Si la democracia es la forma de gobierno en la cual la legitimación y selección la hace el demos, el debate es la hilaridad, el hilo conductor que suaviza entre el potencial presidente y la ciudadanía que observa, ausculta, devela, racionaliza sus emociones encontrando el equilibrio entre lo que tiene que decidir y su imaginación. Esa posibilidad de verlos a todos juntos nos jerarquiza las cualidades, independientemente de lo que al final hagamos. ¡Con el debate el fraude de la legitimidad social se achica, se empequeñece! Ya sabemos lo que verdaderamente tenemos más allá del marketing, de la filantropía de ocasión, de la solidaridad fraudulenta, de las dádivas, de las limosnas.
En medio de esta crisis de recesión electoral se amerita más que nunca saber de los candidatos que piensa de:
- La problemática de la institucionalidad y el Estado de Derecho;
- La corrupción y la impunidad;
- Todo lo concerniente a la criminalidad, la delincuencia y el crimen organizado;
- La pobreza y desigualdad;
- El “Sistema” de salud y la Estrategia Nacional de Desarrollo;
- El desempleo, sobre todo en la Juventud.
- La calidad de la educación, como perfilarla, su adecuación y grado de pertinencia;
- Los pactos eléctricos y fiscal, consignados en la Estrategia Nacional de Desarrollo;
- La crisis post virus, como enfrentarla.
- La Administración Publica y su profesionalización.

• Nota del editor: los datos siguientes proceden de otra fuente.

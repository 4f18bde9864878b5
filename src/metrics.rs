use hnsw::{Hnsw, Searcher};
use rand_pcg::Pcg64;
use space::{Metric as SpaceMetric, Neighbor};

use crate::types::DistanceType;

const EPSILON: f64 = 1e-12;

/// Distance between two vectors; smaller means closer for every kind.
pub fn distance(kind: DistanceType, a: &[f64], b: &[f64]) -> f64 {
    match kind {
        DistanceType::Manhattan => a.iter().zip(b).map(|(x, y)| (x - y).abs()).sum(),
        DistanceType::Euclidean => a
            .iter()
            .zip(b)
            .map(|(x, y)| (x - y).powi(2))
            .sum::<f64>()
            .sqrt(),
        DistanceType::DotProduct => -a.iter().zip(b).map(|(x, y)| x * y).sum::<f64>(),
        DistanceType::Cosine => {
            let dot: f64 = a.iter().zip(b).map(|(x, y)| x * y).sum();
            let na = a.iter().map(|x| x * x).sum::<f64>().sqrt();
            let nb = b.iter().map(|x| x * x).sum::<f64>().sqrt();
            let cos = if na < EPSILON || nb < EPSILON {
                0.0
            } else {
                dot / (na * nb)
            };
            1.0 - cos
        }
    }
}

/// Maps a distance onto a `u64` whose integer order matches the float order,
/// negative values included (dot product distances go below zero).
pub fn to_sortable(d: f64) -> u64 {
    let bits = d.to_bits();
    if bits >> 63 == 1 {
        !bits
    } else {
        bits | (1 << 63)
    }
}

pub fn from_sortable(key: u64) -> f64 {
    if key >> 63 == 1 {
        f64::from_bits(key & !(1 << 63))
    } else {
        f64::from_bits(!key)
    }
}

#[derive(Clone, Copy)]
pub struct Distance(pub DistanceType);

impl SpaceMetric<Vec<f64>> for Distance {
    type Unit = u64;
    fn distance(&self, a: &Vec<f64>, b: &Vec<f64>) -> Self::Unit {
        to_sortable(distance(self.0, a, b))
    }
}

/// HNSW graph over `f64` features.
pub struct Index<const M: usize, const M0: usize> {
    graph: Hnsw<Distance, Vec<f64>, Pcg64, M, M0>,
}

impl<const M: usize, const M0: usize> Index<M, M0> {
    pub fn new_params(kind: DistanceType, ef_construction: usize) -> Self {
        let params = hnsw::Params::new().ef_construction(ef_construction);
        Self {
            graph: Hnsw::new_params(Distance(kind), params),
        }
    }

    pub fn insert(&mut self, vector: Vec<f64>, searcher: &mut Searcher<u64>) -> usize {
        self.graph.insert(vector, searcher)
    }

    pub fn nearest<'a>(
        &self,
        query: &Vec<f64>,
        ef: usize,
        searcher: &mut Searcher<u64>,
        neighbors: &'a mut [Neighbor<u64>],
    ) -> &'a mut [Neighbor<u64>] {
        self.graph.nearest(query, ef, searcher, neighbors)
    }
}
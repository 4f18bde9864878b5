//! Vector index engine served over a compact binary protocol.
//!
//! Commands and their responses travel back to back over one duplex byte
//! stream. Each starts with an 8-byte `(cmd, id)` envelope; the rest of the
//! layout follows from the command tag and the sizes declared inside the body.

pub mod codec;
pub mod engine;
pub mod metrics;
pub mod params;
pub mod protocol;
pub mod schema;
pub mod session;
pub mod storage;
pub mod types;
pub mod vector_db;
pub mod vector_stream;

pub use codec::{ProtocolError, WireReader};
pub use engine::{EngineError, ErrorCode, IndexEngine, IndexInfo};
pub use params::{Params, SessionConfig};
pub use protocol::{Envelope, Request, RequestFrame, Response, ResponseBody};
pub use schema::{Aspect, SchemaStream};
pub use session::{CloseReason, Session, SessionError, SessionSummary};
pub use types::{Command, DataType, DistanceType};
pub use vector_db::VectorDB;
pub use vector_stream::{Samples, VectorRecord, VectorStream};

El debate implica el encuentro de dos o más personas donde expresan cada uno sus ideas, opiniones, alrededor de distintos tópicos. En este caso el debate político de candidatos a la presidencia ha de girar en torno a la visión del país. El soberano tiene que saber, en un ambiente sobrio, mesurado, circunspecto en que ha de estar los actores políticos, lo que ellos saben más allá de los equipos técnicos de los candidatos, del telepronter y del marketing. Es la visualización de la verdad en dos horas. Es el torrente de la organización de las ideas, del grado de inteligencia, de la agilidad mental, la puesta en escena de la lucidez de la razón.
Casi en todos los países se llevan a cabo debates presidenciables. Es inaudito que en pleno Siglo XXI, el final de su segunda década, aquí no se den. En gran medida tiene que ver con la madurez de nuestra fortaleza institucional, con la calidad de la ciudadanía y la decencia e incoherencia de los actores políticos. La sociedad toda tiene que estar pendiente del DEBATE DE ANJE, el que no asista de los invitados debería quedar anulado, en una silla vacía, con su nombre, que quede grabado en la mente de cada uno de nosotros, que ese candidato NO MERECE SER PRESIDENTE.
Auguramos la legitimidad social y política que atraviesa por conocer, como sencilla obviedad, el conocimiento de los actores más allá de la pantalla. El debate es el primer round en contra de la deslegitimización de la representación política.